The new plastic trombones are fun and much lighter to carry. Would a pink one help?!

BarneyBoots · 11/03/2015 11:24

A pink one would kill it for her Grin - not a girly-girl - but I enjoyed reading your message.

We have moved on from brass - and down to a (mutually agreed!) shortlist of

  1. Drums
  2. Clarinet
  3. Double Bass

The ideal would be to 'trial' the instruments - and I might ask around if that is possible (would the school offer it...?).

OP posts:
beachyhead · 11/03/2015 11:45

Ask the school what they are short of... That's what we did and dd2 has just taken up the double bass aged 9! She started in January and is in the second orchestra already Grin very small musical school. They've also said that she is very likely to progress quickly through the grades; nothing to do with her I don't think, just easier to progress apparently. Practice is a pain as she has to have someone there to 'place' the double bass on her. She's only tiny.

Marchhairy · 11/03/2015 12:48

DH is a drummer and very shy. I couldn't imagine him on stage if it wasn't behind a drum kit. He walks on stage looking shy, gets behind his kit and visibly relaxes.
Also- won't it help her rhythm for her piano playing to learn the drums?
If you already have a drum kit and her dad can help it will be good father/daughter bonding time.

BarneyBoots · 11/03/2015 13:02

DH is very pro her taking up the drums! He's already taught her basic beats - and he's rigged up his electric drum kit to the Xbox Drum Hero/Band Hero - which they both have fun with (its basically drum karaoke - you drum along to a popular song with the drum track removed).

I agree that the shy thing isn't a deal breaker - and that the drums might be a good thing to hide behind. She really struggles to speak to strangers, won't sing in public - but performs piano recitals with flair.

OP posts:
Mistigri · 11/03/2015 13:37

The shy thing may change anyway.

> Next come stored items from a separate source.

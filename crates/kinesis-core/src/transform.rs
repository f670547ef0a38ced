//! Transform composition.
//!
//! Every application is recomputed from the element's captured baseline and
//! the current signal, so nothing accumulates between frames. The descriptor
//! serializes to the literal CSS `transform` value.

use crate::axis::{Axis, AxisSet, Constrained};
use crate::constants::{SCALE_FACTOR_COARSE, SCALE_FACTOR_FINE};
use glam::{Vec2, Vec3};
use smallvec::SmallVec;
use std::fmt;

#[derive(Clone, Copy, Debug, Default, PartialEq, Eq)]
pub enum TransformKind {
    #[default]
    Translate,
    Rotate,
    Scale,
    Tilt,
    TiltInverse,
}

impl TransformKind {
    pub fn parse(token: &str) -> Option<TransformKind> {
        match token.trim() {
            "translate" => Some(TransformKind::Translate),
            "rotate" => Some(TransformKind::Rotate),
            "scale" => Some(TransformKind::Scale),
            "tilt" => Some(TransformKind::Tilt),
            "tilt_inv" | "tilt-inv" => Some(TransformKind::TiltInverse),
            _ => None,
        }
    }
}

/// Multiplier applied to `component * strength` for scale transforms.
///
/// Two magnitudes exist in the wild: container-driven elements use the fine
/// profile, audio elements the coarse one. Callers pick explicitly.
#[derive(Clone, Copy, Debug, PartialEq, Eq)]
pub enum ScaleProfile {
    Coarse,
    Fine,
}

impl ScaleProfile {
    #[inline]
    pub fn factor(self) -> f32 {
        match self {
            ScaleProfile::Coarse => SCALE_FACTOR_COARSE,
            ScaleProfile::Fine => SCALE_FACTOR_FINE,
        }
    }
}

/// A single CSS transform function.
#[derive(Clone, Copy, Debug, PartialEq)]
pub enum TransformOp {
    Translate3d(Vec3),
    /// Axis is a 0/1 pattern; see [`compose`] for the angle selection.
    Rotate3d { axis: Vec3, angle_deg: f32 },
    Scale3d(Vec3),
    RotateX(f32),
    RotateY(f32),
    Translate(Vec2),
    Rotate(f32),
    Scale(f32),
    TranslateZ(f32),
}

/// Prints a float the way CSS authors write it: shortest form, no `-0`.
pub(crate) struct Num(pub f32);

impl fmt::Display for Num {
    fn fmt(&self, f: &mut fmt::Formatter<'_>) -> fmt::Result {
        if self.0 == 0.0 {
            f.write_str("0")
        } else {
            write!(f, "{}", self.0)
        }
    }
}

impl fmt::Display for TransformOp {
    fn fmt(&self, f: &mut fmt::Formatter<'_>) -> fmt::Result {
        match *self {
            TransformOp::Translate3d(v) => write!(
                f,
                "translate3d({}px, {}px, {}px)",
                Num(v.x),
                Num(v.y),
                Num(v.z)
            ),
            TransformOp::Rotate3d { axis, angle_deg } => write!(
                f,
                "rotate3d({}, {}, {}, {}deg)",
                Num(axis.x),
                Num(axis.y),
                Num(axis.z),
                Num(angle_deg)
            ),
            TransformOp::Scale3d(v) => {
                write!(f, "scale3d({}, {}, {})", Num(v.x), Num(v.y), Num(v.z))
            }
            TransformOp::RotateX(a) => write!(f, "rotateX({}deg)", Num(a)),
            TransformOp::RotateY(a) => write!(f, "rotateY({}deg)", Num(a)),
            TransformOp::Translate(v) => write!(f, "translate({}px, {}px)", Num(v.x), Num(v.y)),
            TransformOp::Rotate(a) => write!(f, "rotate({}deg)", Num(a)),
            TransformOp::Scale(s) => write!(f, "scale({})", Num(s)),
            TransformOp::TranslateZ(z) => write!(f, "translateZ({}px)", Num(z)),
        }
    }
}

pub type Ops = SmallVec<[TransformOp; 3]>;

/// Baseline transform followed by the operations composed for this signal.
#[derive(Clone, Debug, Default, PartialEq)]
pub struct TransformDescriptor {
    pub baseline: String,
    pub ops: Ops,
}

impl TransformDescriptor {
    pub fn new(baseline: &str, ops: Ops) -> Self {
        Self {
            baseline: baseline.to_string(),
            ops,
        }
    }

    pub fn is_baseline(&self) -> bool {
        self.ops.is_empty()
    }

    pub fn to_css(&self) -> String {
        self.to_string()
    }
}

impl fmt::Display for TransformDescriptor {
    fn fmt(&self, f: &mut fmt::Formatter<'_>) -> fmt::Result {
        let baseline = self.baseline.trim();
        f.write_str(baseline)?;
        let mut first = baseline.is_empty();
        for op in &self.ops {
            if !first {
                f.write_str(" ")?;
            }
            write!(f, "{op}")?;
            first = false;
        }
        Ok(())
    }
}

/// The descriptor that undoes every effect: exactly the captured baseline.
pub fn reset(baseline: &str) -> TransformDescriptor {
    TransformDescriptor::new(baseline, Ops::new())
}

#[inline]
fn on(axes: &AxisSet, axis: Axis, value: f32) -> f32 {
    if axes.contains(axis) {
        value
    } else {
        0.0
    }
}

/// Compose the operations for one element.
///
/// Rotation is cross-wired (pitch from `y`, yaw from `x`) and emitted as one
/// `rotate3d` whose angle is the first non-zero of X, Y, Z. Two simultaneous
/// non-zero rotations therefore share one angle; that approximation is the
/// established visual contract and is kept as is.
pub fn compose_ops(
    kind: TransformKind,
    axes: &AxisSet,
    strength: f32,
    input: Constrained,
    scale: ScaleProfile,
) -> Ops {
    let Constrained { x, y, compensation } = input;
    let sum = (x + y) * compensation;
    let mut ops = Ops::new();
    match kind {
        TransformKind::Translate => {
            ops.push(TransformOp::Translate3d(Vec3::new(
                on(axes, Axis::X, x * strength),
                on(axes, Axis::Y, y * strength),
                on(axes, Axis::Z, sum * strength),
            )));
        }
        TransformKind::Rotate => {
            let rx = on(axes, Axis::X, y * strength);
            let ry = on(axes, Axis::Y, x * strength);
            let rz = on(axes, Axis::Z, sum * strength);
            let flag = |v: f32| if v != 0.0 { 1.0 } else { 0.0 };
            let angle_deg = [rx, ry, rz]
                .into_iter()
                .find(|v| *v != 0.0)
                .unwrap_or(0.0);
            ops.push(TransformOp::Rotate3d {
                axis: Vec3::new(flag(rx), flag(ry), flag(rz)),
                angle_deg,
            });
        }
        TransformKind::Scale => {
            let k = strength * scale.factor();
            ops.push(TransformOp::Scale3d(Vec3::new(
                1.0 + on(axes, Axis::X, x * k),
                1.0 + on(axes, Axis::Y, y * k),
                1.0 + on(axes, Axis::Z, sum * k),
            )));
        }
        TransformKind::Tilt | TransformKind::TiltInverse => {
            let pitch = on(axes, Axis::X, y);
            let yaw = on(axes, Axis::Y, x);
            let sign = if kind == TransformKind::Tilt { 1.0 } else { -1.0 };
            ops.push(TransformOp::RotateX(-pitch * sign));
            ops.push(TransformOp::RotateY(yaw * sign));
            ops.push(TransformOp::Translate3d(Vec3::new(0.0, 0.0, strength * 2.0)));
        }
    }
    ops
}

/// Pure composition: identical inputs always produce identical descriptors.
pub fn compose(
    baseline: &str,
    kind: TransformKind,
    axes: &AxisSet,
    strength: f32,
    input: Constrained,
    scale: ScaleProfile,
) -> TransformDescriptor {
    TransformDescriptor::new(baseline, compose_ops(kind, axes, strength, input, scale))
}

DD refused point blank to sing in front of anyone until about a year ago. Now she does solo gigs quite regularly (as a guitarist-singer).

If your dd is keen on drums and you have the kit already then why not! Clarinette is also a very versatile instrument in terms of musical styles and it's not "difficult" either.

My DD would love to try the double bass (she is a handy bass guitarist already) but it isnt going to happen!